### ASSIGNED TASK
Scan the entries that follow for the word "true", then report every line in which it appears.

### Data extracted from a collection
pub async fn dispatch(ctx: &ServerContext, role: &mut Option<Role>, text: &str) -> Value {
    let Ok(call) = serde_json::from_str::<Value>(text) else {
        return fail(&json!("0"), "ProtocolError");
    };
    let Some(parts) = call.as_array() else {
        return fail(&json!("0"), "ProtocolError");
    };
    if parts.len() != 4 || parts[0].as_u64() != Some(2) {
        warn!("malformed api call");
        return fail(parts.get(1).unwrap_or(&json!("0")), "ProtocolError");
    }
    let message_id = parts[1].clone();
    let Some(command) = parts[2].as_str() else {
        return fail(&message_id, "ProtocolError");
    };
    let payload = parts[3].clone();

    // Tokens stay out of the log.
    if command != "Login" {
        info!(command, %payload, "api command");
    }

    if command == "Login" {
        let token = str_field(&payload, "token").unwrap_or_default();
        return match ctx.users.check_token(&token) {
            Some(granted) => {
                *role = Some(granted);
                ok(&message_id, json!({"status": "Accepted"}))
            }
            None => fail(&message_id, "InvalidLogin"),
        };
    }

    let Some(current) = *role else {
        return fail(&message_id, "NotAuthorized");
    };
    let Some(required) = required_role(command) else {
        return fail(&message_id, "UnknownCommand");
    };
    if current < required {
        return fail(&message_id, "NotAuthorized");
    }

    // Common precondition for charger-addressed commands.
    let mut target_charger: Option<String> = None;
    if needs_connected_charger(command) {
        let Some(charger_id) = resolve_charger(ctx, &payload) else {
            return fail(&message_id, "NoSuchCharger");
        };
        if !ctx.store.has_charger(&charger_id) {
            return fail(&message_id, "NoSuchCharger");
        }
        if !ctx.registry.is_connected(&charger_id) {
            return fail(&message_id, "ChargerNotConnected");
        }
        target_charger = Some(charger_id);
    }

    match command {
        "GetStatus" => ok(
            &message_id,
            json!({
                "version": env!("CARGO_PKG_VERSION"),
                "started": time_str(ctx.started_at),
                "chargers_connected": ctx.registry.count(),
            }),
        ),

        "GetGroups" => {
            let groups = ctx.store.with_model(|m| {
                let mut ids: Vec<_> = m.groups.keys().cloned().collect();
                ids.sort();
                ids.iter()
                    .filter_map(|id| views::group_view(m, id))
                    .collect::<Vec<_>>()
            });
            ok(&message_id, serde_json::to_value(groups).unwrap_or_default())
        }

        "GetChargers" => {
            let group_id = str_field(&payload, "group_id");
            let charger_id = resolve_charger(ctx, &payload);
            let chargers = ctx.store.with_model(|m| {
                let mut list: Vec<_> = m
                    .chargers
                    .values()
                    .filter(|c| group_id.as_deref().map(|g| c.group_id == g).unwrap_or(true))
                    .filter(|c| {
                        charger_id
                            .as_deref()
                            .map(|id| c.charger_id == id)
                            .unwrap_or(true)
                    })
                    .collect();
                list.sort_by(|a, b| a.charger_id.cmp(&b.charger_id));
                list.iter().map(|c| views::charger_view(c)).collect::<Vec<_>>()
            });
            ok(&message_id, serde_json::to_value(chargers).unwrap_or_default())
        }

        "GetSessions" => {
            let group_id = str_field(&payload, "group_id");
            let charger_id = str_field(&payload, "charger_id");
            let sessions = ctx.store.with_model(|m| {
                serde_json::to_value(views::sessions_view(
                    m,
                    charger_id.as_deref(),
                    group_id.as_deref(),
                ))
                .unwrap_or_default()
            });
            ok(&message_id, sessions)
        }

        "SetBalanzState" => {
            let suspend = payload.get("suspend").and_then(Value::as_bool).unwrap_or(false);
            let Some(group_id) = str_field(&payload, "group_id") else {
                return fail(&message_id, "NoSuchGroup");
            };
            match ctx.store.set_balanz_suspend(&group_id, suspend) {
                Ok(()) => ok(&message_id, json!({"status": "Accepted"})),
                Err(e) => fail(&message_id, e.status()),
            }
        }

        "SetChargePriority" => {
            let charger_id = target_charger.unwrap_or_default();
            let connector_id = int_field(&payload, "connector_id").unwrap_or(1) as u32;
            let Some(priority) = int_field(&payload, "priority") else {
                return fail(&message_id, "PriorityNotSupplied");
            };
            match ctx
                .store
                .set_charge_priority(&charger_id, connector_id, priority as i32)
            {
                Ok(()) => ok(&message_id, json!({"status": "Accepted"})),
                Err(e) => fail(&message_id, e.status()),
            }
        }

        "UpdateGroup" => {
            let Some(group_id) = str_field(&payload, "group_id") else {
                return fail(&message_id, "NoSuchGroup");
            };
            match ctx.store.update_group(
                &group_id,
                str_field(&payload, "description"),
                str_field(&payload, "max_allocation").as_deref(),
            ) {
                Ok(()) => ok(&message_id, json!({"status": "Accepted"})),
                Err(e) => fail(&message_id, e.status()),
            }
        }

        "UpdateCharger" => {
            let Some(charger_id) = resolve_charger(ctx, &payload) else {
                return fail(&message_id, "NoSuchCharger");
            };
            match ctx.store.update_charger(
                &charger_id,
                str_field(&payload, "alias"),
                int_field(&payload, "priority").map(|p| p as i32),
                str_field(&payload, "description"),
                float_field(&payload, "conn_max"),
            ) {
                Ok(()) => ok(&message_id, json!({"status": "Accepted"})),
                Err(e) => fail(&message_id, e.status()),
            }
        }

        "GetTags" => {
            let tags = ctx.store.with_model(|m| {
                let mut tags: Vec<_> = m.tags.values().cloned().collect();
                tags.sort_by(|a, b| a.id_tag.cmp(&b.id_tag));
                serde_json::to_value(tags).unwrap_or_default()
            });
            ok(&message_id, tags)
        }

        "CreateTag" => {
            let Some(id_tag) = str_field(&payload, "id_tag") else {
                return fail(&message_id, "NoSuchTag");
            };
            let status = match str_field(&payload, "status").as_deref() {
                Some("Blocked") => TagStatus::Blocked,
                _ => TagStatus::Activated,
            };
            let tag = Tag::new(
                &id_tag,
                str_field(&payload, "user_name"),
                str_field(&payload, "parent_id_tag"),
                str_field(&payload, "description"),
                status,
                int_field(&payload, "priority").map(|p| p as i32),
            );
            match ctx.store.create_tag(tag) {
                Ok(()) => ok(&message_id, json!({"status": "Accepted"})),
                Err(_) => fail(&message_id, "TagExists"),
            }
        }

        "UpdateTag" => {
            let Some(id_tag) = str_field(&payload, "id_tag") else {
                return fail(&message_id, "NoSuchTag");
            };
            let status = match str_field(&payload, "status").as_deref() {
                Some("Blocked") => Some(TagStatus::Blocked),
                Some("Activated") => Some(TagStatus::Activated),
                _ => None,
            };
            match ctx.store.update_tag(
                &id_tag,
                str_field(&payload, "user_name"),
                str_field(&payload, "parent_id_tag"),
                str_field(&payload, "description"),
                status,
                int_field(&payload, "priority").map(|p| p as i32),
            ) {
                Ok(()) => ok(&message_id, json!({"status": "Accepted"})),
                Err(e) => fail(&message_id, e.status()),
            }
        }

        "DeleteTag" => {
            let Some(id_tag) = str_field(&payload, "id_tag") else {
                return fail(&message_id, "NoSuchTag");
            };
            match ctx.store.delete_tag(&id_tag) {
                Ok(()) => ok(&message_id, json!({"status": "Accepted"})),
                Err(e) => fail(&message_id, e.status()),
            }
        }

        "ReloadGroups" | "WriteGroups" | "ReloadChargers" | "WriteChargers" | "ReloadTags"
        | "WriteTags" => {
            let path = match command {
                "ReloadGroups" | "WriteGroups" => ctx.cfg.model.groups_csv.as_deref(),
                "ReloadChargers" | "WriteChargers" => ctx.cfg.model.chargers_csv.as_deref(),
                _ => ctx.cfg.model.tags_csv.as_deref(),
            };
            let Some(path) = path else {
                return fail(&message_id, "NotConfigured");
            };
            let path = Path::new(path);
            let result = match command {
                "ReloadGroups" => model_csv::load_groups(&ctx.store, path),
                "WriteGroups" => model_csv::write_groups(&ctx.store, path),
                "ReloadChargers" => model_csv::load_chargers(&ctx.store, path),
                "WriteChargers" => model_csv::write_chargers(&ctx.store, path),
                "ReloadTags" => model_csv::load_tags(&ctx.store, path),
                _ => model_csv::write_tags(&ctx.store, path),
            };
            match result {
                Ok(()) => ok(&message_id, json!({"status": "Accepted"})),
                Err(e) => fail(&message_id, e.status()),
            }
        }

        // ── OCPP pass-through ──────────────────────────────────
        "ClearDefaultProfiles" => {
            let charger_id = target_charger.unwrap_or_default();
            match ctx.profiles.clear_all_default_profiles(&charger_id).await {
                Ok(()) => ok(&message_id, json!({"status": "Accepted"})),
                Err(e) => fail(&message_id, &call_error_status(&e)),
            }
        }

        "SetTxProfile" => {
            let charger_id = target_charger.unwrap_or_default();
            let connector_id = int_field(&payload, "connector_id").unwrap_or(1) as u32;
            let transaction_id =
                int_field(&payload, "transaction_id").unwrap_or(connector_id as i64) as i32;
            let Some(limit) = float_field(&payload, "limit") else {
                return fail(&message_id, "LimitNotSupplied");
            };
            match ctx
                .profiles
                .set_tx_profile(&charger_id, connector_id, transaction_id, limit)
                .await
            {
                Ok(()) => ok(&message_id, json!({"status": "Accepted"})),
                Err(e) => fail(&message_id, &call_error_status(&e)),
            }
        }

        "Reset" => {
            let charger_id = target_charger.unwrap_or_default();
            let hard = matches!(str_field(&payload, "type").as_deref(), Some("Hard"));
            match ctx.profiles.reset(&charger_id, hard).await {
                Ok(status) => ok(&message_id, json!({"status": status})),
                Err(e) => fail(&message_id, &call_error_status(&e)),
            }
        }

        "RemoteStartTransaction" => {
            let charger_id = target_charger.unwrap_or_default();
            let Some(id_tag) = str_field(&payload, "id_tag") else {
                return fail(&message_id, "NoSuchTag");
            };
            let connector_id = int_field(&payload, "connector_id").map(|c| c as u32);
            match ctx
                .profiles
                .remote_start_transaction(&charger_id, &id_tag, connector_id)
                .await
            {
                Ok(status) => ok(&message_id, json!({"status": status})),
                Err(e) => fail(&message_id, &call_error_status(&e)),
            }
        }

        "RemoteStopTransaction" => {
            let charger_id = target_charger.unwrap_or_default();
            let Some(transaction_id) = int_field(&payload, "transaction_id") else {
                return fail(&message_id, "NoSuchTransaction");
            };
            match ctx
                .profiles
                .remote_stop_transaction(&charger_id, transaction_id as i32)
                .await
            {
                Ok(status) => ok(&message_id, json!({"status": status})),
                Err(e) => fail(&message_id, &call_error_status(&e)),
            }
        }

        "GetConfiguration" => {
            let charger_id = target_charger.unwrap_or_default();
            let keys = payload.get("keys").and_then(Value::as_array).map(|keys| {
                keys.iter()
                    .filter_map(Value::as_str)
                    .map(str::to_string)
                    .collect::<Vec<_>>()
            });
            match ctx.profiles.get_configuration(&charger_id, keys).await {
                Ok(config) => ok(&message_id, config),
                Err(e) => fail(&message_id, &call_error_status(&e)),
            }
        }

        "ChangeConfiguration" => {
            let charger_id = target_charger.unwrap_or_default();
            let (Some(key), Some(value)) =
                (str_field(&payload, "key"), str_field(&payload, "value"))
            else {
                return fail(&message_id, "KeyOrValueNotSupplied");
            };
            match ctx.profiles.change_configuration(&charger_id, &key, &value).await {
                Ok(status) => ok(&message_id, json!({"status": status})),
                Err(e) => fail(&message_id, &call_error_status(&e)),
            }
        }

        "TriggerMessage" => {
            let charger_id = target_charger.unwrap_or_default();
            let Some(requested) = str_field(&payload, "requested_message") else {
                return fail(&message_id, "MessageNotSupplied");
            };
            let connector_id = int_field(&payload, "connector_id").map(|c| c as u32);
            match ctx
                .profiles
                .trigger_message(&charger_id, &requested, connector_id)
                .await
            {
                Ok(()) => ok(&message_id, json!({"status": "Accepted"})),
                Err(e) => fail(&message_id, &call_error_status(&e)),
            }
        }

        "UpdateFirmware" => {
            let charger_id = target_charger.unwrap_or_default();
            let Some(location) = str_field(&payload, "location") else {
                return fail(&message_id, "LocationNotSupplied");
            };
            match ctx
                .profiles
                .update_firmware(&charger_id, &location, Utc::now())
                .await
            {
                Ok(()) => ok(&message_id, json!({"status": "Accepted"})),
                Err(e) => fail(&message_id, &call_error_status(&e)),
            }
        }

        // required_role() already rejected anything unknown.
        _ => fail(&message_id, "UnknownCommand"),
    }
}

### RESPONSE TO THIS TASK
                    .filter(|c| group_id.as_deref().map(|g| c.group_id == g).unwrap_or(true))
                            .unwrap_or(true)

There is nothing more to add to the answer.